- Największe rynki narkotykowego zbytu znacznie się zmniejszyły ze względu na koronawirusa
- Pierwsze dostępne raporty organizacji pozarządowych sugerują, że sprzedaż nielegalnych narkotyków w Stanach Zjednoczonych zdecydowanie spadła
- Część gangów ze względu na zmniejszenie dochodów zmienia charakter swoich działań
- Walka o ograniczone rynki zbytu prowadzi do miejscowych eskalacji przemocy
- Niektóre gangi w celu zdobycia sympatii miejscowej ludności organizują paczki wypełnione najbardziej pilnymi produktami na czas pandemii
Obecny rok jest wyjątkowo trudny dla krajów Ameryki Łacińskiej. Trwający kryzys związany z pandemią koronawirusa wytworzył nowe zagrożenie w regionie.
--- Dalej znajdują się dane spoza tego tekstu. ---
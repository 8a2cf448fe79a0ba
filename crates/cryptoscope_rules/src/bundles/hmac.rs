//! `crypto/hmac` message authentication.

use super::hash::CONSTRUCTORS;
use crate::rule;
use crate::{ContextKind, ParamDef, RuleDef, ValueDef, declare_bundle};

// hmac.New(h func() hash.Hash, key []byte) hash.Hash
static NEW: RuleDef = rule! {
    id: "hmac/new",
    targets: &["crypto/hmac"],
    methods: &["New"],
    value: ValueDef::Constant("HMAC"),
    parameters: &[ParamDef::depends("func() hash.Hash", CONSTRUCTORS), ParamDef::plain("[]byte")],
    context: ContextKind::Mac,
};

declare_bundle!(
    HmacBundle,
    id: "hmac",
    name: "crypto/hmac",
    rules: [&NEW],
);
Pandemia w połączeniu z nagłymi spadkami cen ropy, znaczną obniżką wartości walut oraz problemami z importem towarów do Chin i Stanów Zjednoczonych wywołały kryzys, który uderzył mocno w sektor prywatny. Okazuje się, że rzeczywistość gospodarcza jest wyjątkowo trudna również dla organizacji przestępczych.
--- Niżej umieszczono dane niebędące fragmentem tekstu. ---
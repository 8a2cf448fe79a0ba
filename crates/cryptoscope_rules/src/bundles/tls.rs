//! `crypto/tls` protocol versions, cipher suites and connection entry points.
//!
//! Version and suite constants are matched as bare member references
//! (`MinVersion: tls.VersionTLS12`), never as calls.

use crate::rule;
use crate::{ContextKind, ParamDef, RuleDef, ValueDef, declare_bundle};

const TARGETS: &[&str] = &["crypto/tls"];
const TLS: &[(&str, &str)] = &[("kind", "TLS")];

/// Cipher suite constant names exported by `crypto/tls`.
pub const CIPHER_SUITES: &[&str] = &[
    "TLS_RSA_WITH_RC4_128_SHA",
    "TLS_RSA_WITH_3DES_EDE_CBC_SHA",
    "TLS_RSA_WITH_AES_128_CBC_SHA",
    "TLS_RSA_WITH_AES_256_CBC_SHA",
    "TLS_RSA_WITH_AES_128_CBC_SHA256",
    "TLS_RSA_WITH_AES_128_GCM_SHA256",
    "TLS_RSA_WITH_AES_256_GCM_SHA384",
    "TLS_ECDHE_ECDSA_WITH_RC4_128_SHA",
    "TLS_ECDHE_ECDSA_WITH_AES_128_CBC_SHA",
    "TLS_ECDHE_ECDSA_WITH_AES_256_CBC_SHA",
    "TLS_ECDHE_RSA_WITH_RC4_128_SHA",
    "TLS_ECDHE_RSA_WITH_3DES_EDE_CBC_SHA",
    "TLS_ECDHE_RSA_WITH_AES_128_CBC_SHA",
    "TLS_ECDHE_RSA_WITH_AES_256_CBC_SHA",
    "TLS_ECDHE_ECDSA_WITH_AES_128_CBC_SHA256",
    "TLS_ECDHE_RSA_WITH_AES_128_CBC_SHA256",
    "TLS_ECDHE_RSA_WITH_AES_128_GCM_SHA256",
    "TLS_ECDHE_ECDSA_WITH_AES_128_GCM_SHA256",
    "TLS_ECDHE_RSA_WITH_AES_256_GCM_SHA384",
    "TLS_ECDHE_ECDSA_WITH_AES_256_GCM_SHA384",
    "TLS_ECDHE_RSA_WITH_CHACHA20_POLY1305_SHA256",
    "TLS_ECDHE_ECDSA_WITH_CHACHA20_POLY1305_SHA256",
    "TLS_AES_128_GCM_SHA256",
    "TLS_AES_256_GCM_SHA384",
    "TLS_CHACHA20_POLY1305_SHA256",
];

static VERSION_SSL30: RuleDef = rule! {
    id: "tls/version-ssl30",
    targets: TARGETS,
    methods: &["VersionSSL30"],
    value: ValueDef::Constant("SSLv3"),
    parameters: &[],
    context: ContextKind::Protocol,
    metadata: TLS,
};

static VERSION_TLS10: RuleDef = rule! {
    id: "tls/version-tls10",
    targets: TARGETS,
    methods: &["VersionTLS10"],
    value: ValueDef::Constant("TLSv1.0"),
    parameters: &[],
    context: ContextKind::Protocol,
    metadata: TLS,
};

static VERSION_TLS11: RuleDef = rule! {
    id: "tls/version-tls11",
    targets: TARGETS,
    methods: &["VersionTLS11"],
    value: ValueDef::Constant("TLSv1.1"),
    parameters: &[],
    context: ContextKind::Protocol,
    metadata: TLS,
};

static VERSION_TLS12: RuleDef = rule! {
    id: "tls/version-tls12",
    targets: TARGETS,
    methods: &["VersionTLS12"],
    value: ValueDef::Constant("TLSv1.2"),
    parameters: &[],
    context: ContextKind::Protocol,
    metadata: TLS,
};

static VERSION_TLS13: RuleDef = rule! {
    id: "tls/version-tls13",
    targets: TARGETS,
    methods: &["VersionTLS13"],
    value: ValueDef::Constant("TLSv1.3"),
    parameters: &[],
    context: ContextKind::Protocol,
    metadata: TLS,
};

static CIPHER_SUITE: RuleDef = rule! {
    id: "tls/cipher-suite",
    targets: TARGETS,
    methods: CIPHER_SUITES,
    value: ValueDef::MemberName,
    parameters: &[],
    context: ContextKind::Protocol,
    metadata: TLS,
};

// tls.Dial(network, addr string, config *Config) (*Conn, error)
static CONNECTION: RuleDef = rule! {
    id: "tls/connection",
    targets: TARGETS,
    methods: &["Dial", "DialWithDialer", "Listen", "NewListener", "Server", "Client"],
    value: ValueDef::Constant("TLS"),
    parameters: &[],
    context: ContextKind::Protocol,
    metadata: TLS,
};

declare_bundle!(
    TlsBundle,
    id: "tls",
    name: "crypto/tls",
    rules: [
        &VERSION_SSL30,
        &VERSION_TLS10,
        &VERSION_TLS11,
        &VERSION_TLS12,
        &VERSION_TLS13,
        &CIPHER_SUITE,
        &CONNECTION,
    ],
);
Największe rynki narkotykowego zbytu zostały znacznie ograniczone. Wielkie kartele meksykańskie, takie jak Jalisco Nueva Generacion, mają zdolność finansową, aby wytrzymać ten kryzys. Niektóre z nich rozdają nawet paczki z pomocą humanitarną dla najbiedniejszych obywateli walczących ze skutkami koronawirusa. Wszystko po to, aby zwiększyć swój kapitał polityczny.
Sytuacja wygląda jednak inaczej w przypadku niewielkich, lokalnych grup przestępczych, które dysponują znacznie mniejszymi zasobami. Wiele z nich zmienia charakter swojej działalności. Te gangi, które nie mają kapitału niezbędnego do wyjścia z kryzysu, mogą przejść do innych działań, takich jak kradzieże bydła czy grabieże małych firm. Dodatkowo mogą stać się jeszcze bardziej brutalne, gdy będą próbować odzyskać utracone dochody.
Salwador nie zamierza ustępować przestępcom
Prezydent Salwadoru Nayib Bukele wyraził zgodę na użycie przez policję i wojsko wszelkich dostępnych środków przeciwko członkom gangów, które – jak twierdzi – wykorzystują pandemię koronawirusa na swoją korzyść. W ostatnich tygodniach zdecydowanie większym zagrożeniem niż COVID-19, dla mieszkańców środkowoamerykańskiego państwa stały się organizacje przestępcze. W jeden weekend pod koniec kwietnia zamordowanych zostało tam ponad 60 osób. Wszystkie morderstwa miały powiązania z działalnościami gangów.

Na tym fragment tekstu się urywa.